In the course of building a nest egg, it's wise to invest heavily in stocks. In retirement, it's important to shift away from stocks to some degree to reduce your risk. But that doesn't mean you should get rid of stocks in your portfolio completely.
It's crucial to have a portion of your portfolio in stocks so your money continues to grow in retirement. The exact percentage can hinge on your income needs and risk tolerance. But as a general guideline, going below 40% could stall your portfolio and make it harder for your investments to keep up with inflation.

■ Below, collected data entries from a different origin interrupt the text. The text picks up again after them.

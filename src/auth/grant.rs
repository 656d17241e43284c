// Token endpoint grants (authorization code and refresh token)

use chrono::{DateTime, Utc};
use reqwest::header::{ACCEPT, CONTENT_TYPE};
use reqwest::Client;

use super::types::{TokenResponse, TokenSet};
use crate::error::ApiError;

/// Percent-encode `key=value` pairs into a form body
pub(super) fn form_body(pairs: &[(&str, &str)]) -> String {
    pairs
        .iter()
        .map(|(k, v)| format!("{}={}", k, urlencoding::encode(v)))
        .collect::<Vec<_>>()
        .join("&")
}

pub(super) fn authorization_code_body(
    code: &str,
    redirect_uri: &str,
    client_id: &str,
    client_secret: &str,
) -> String {
    form_body(&[
        ("grant_type", "authorization_code"),
        ("code", code),
        ("redirect_uri", redirect_uri),
        ("client_id", client_id),
        ("client_secret", client_secret),
    ])
}

pub(super) fn refresh_token_body(refresh_token: &str, client_id: &str, client_secret: &str) -> String {
    form_body(&[
        ("grant_type", "refresh_token"),
        ("refresh_token", refresh_token),
        ("client_id", client_id),
        ("client_secret", client_secret),
    ])
}

/// POST a form body to the token endpoint and parse the token set
///
/// `issued_at` is captured by the caller before the request is sent.
pub(super) async fn request_token(
    client: &Client,
    token_endpoint: &str,
    grant_type: &'static str,
    body: String,
    issued_at: DateTime<Utc>,
) -> Result<TokenSet, ApiError> {
    tracing::debug!(grant_type, url = %token_endpoint, "Sending token request");

    let response = client
        .post(token_endpoint)
        .header(CONTENT_TYPE, "application/x-www-form-urlencoded")
        .header(ACCEPT, "application/json")
        .body(body)
        .send()
        .await
        .map_err(|e| {
            let err = ApiError::from(e);
            tracing::warn!(grant_type, error = %err, "Token request did not complete");
            err
        })?;

    let status = response.status();
    let text = response.text().await?;

    if !status.is_success() {
        tracing::error!(
            grant_type,
            status = status.as_u16(),
            body = %text,
            "Token request rejected"
        );

        // OAuth error bodies carry error/error_description
        if let Ok(error_json) = serde_json::from_str::<serde_json::Value>(&text) {
            if let Some(error_code) = error_json.get("error").and_then(|v| v.as_str()) {
                tracing::error!(
                    error = error_code,
                    description = error_json
                        .get("error_description")
                        .and_then(|v| v.as_str())
                        .unwrap_or(""),
                    "OAuth error details"
                );
            }
        }

        return Err(ApiError::HttpStatus {
            status: status.as_u16(),
            body: text,
        });
    }

    let data: TokenResponse =
        serde_json::from_str(&text).map_err(|e| ApiError::Deserialization {
            message: e.to_string(),
            body: text.clone(),
        })?;

    if data.access_token.is_empty() {
        return Err(ApiError::Deserialization {
            message: "response does not contain access_token".to_string(),
            body: text,
        });
    }

    if !data.token_type.eq_ignore_ascii_case("bearer") {
        tracing::warn!(token_type = %data.token_type, "Unexpected token type");
    }

    let token = TokenSet::from_response(data, issued_at);

    tracing::info!(
        grant_type,
        expires_at = %token.expires_at.to_rfc3339(),
        has_refresh_token = token.refresh_token.is_some(),
        "Token issued"
    );

    Ok(token)
}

If you're worried about holding stocks in retirement, diversifying could help mitigate your risk. You can load up on stocks across a range of market sectors or invest in S&P 500 exchange-traded funds (ETFs) for broad market exposure.
If the stock market crashes while you're in the process of building retirement savings, it can be nerve-wracking, but it's not necessarily a catastrophic event. If you're not touching your money for many years, you have time to wait out a recovery.
But a stock market crash can be much more detrimental during retirement. At that point, you may be living off your portfolio. That's why it's important to have a plan in case the market tanks and your investments take time to regain lost value.
That backup plan can actually be pretty simple -- have a decent cash cushion. If you keep about two to three years' worth of living costs in cash, you'll have a way to pay your expenses without having to lock in portfolio losses.
Another thing you may want to do in a market crash situation is reduce spending temporarily. The less you need to tap your portfolio, the greater the chances of it recovering.
Many people plan for retirement with a savings goal in mind. But once you reach that goal, it's important to manage your nest egg wisely. That means having an actual withdrawal strategy.
The popular 4% rule is often used as a starting point for managing a retirement nest egg. But it's far from a one-size-fits-all solution. Your ideal withdrawal rate depends on factors like your life expectancy, market conditions, spending needs, and other income sources, like Social Security.
You may also want to take a more flexible approach to withdrawals. Rather than decide, for example, that you'll withdraw 3.6% a year every year, you can base your distributions at least partially on market performance.
If it's a strong year, you can raise your withdrawal rate to 4.2%. If it's a weak market, you may want to stay just under 3% if possible. Having a strategy could be your ticket to preserving your savings, especially if you end up living longer than expected.
Running out of money in retirement is a scary thing. But even if you stick to a budget and don't go overboard on spending, it's a real risk due to the factors above. That's why it's important to not ditch stocks completely, build a cash cushion for protection during market downturns, and have a withdrawal strategy that's specific to you.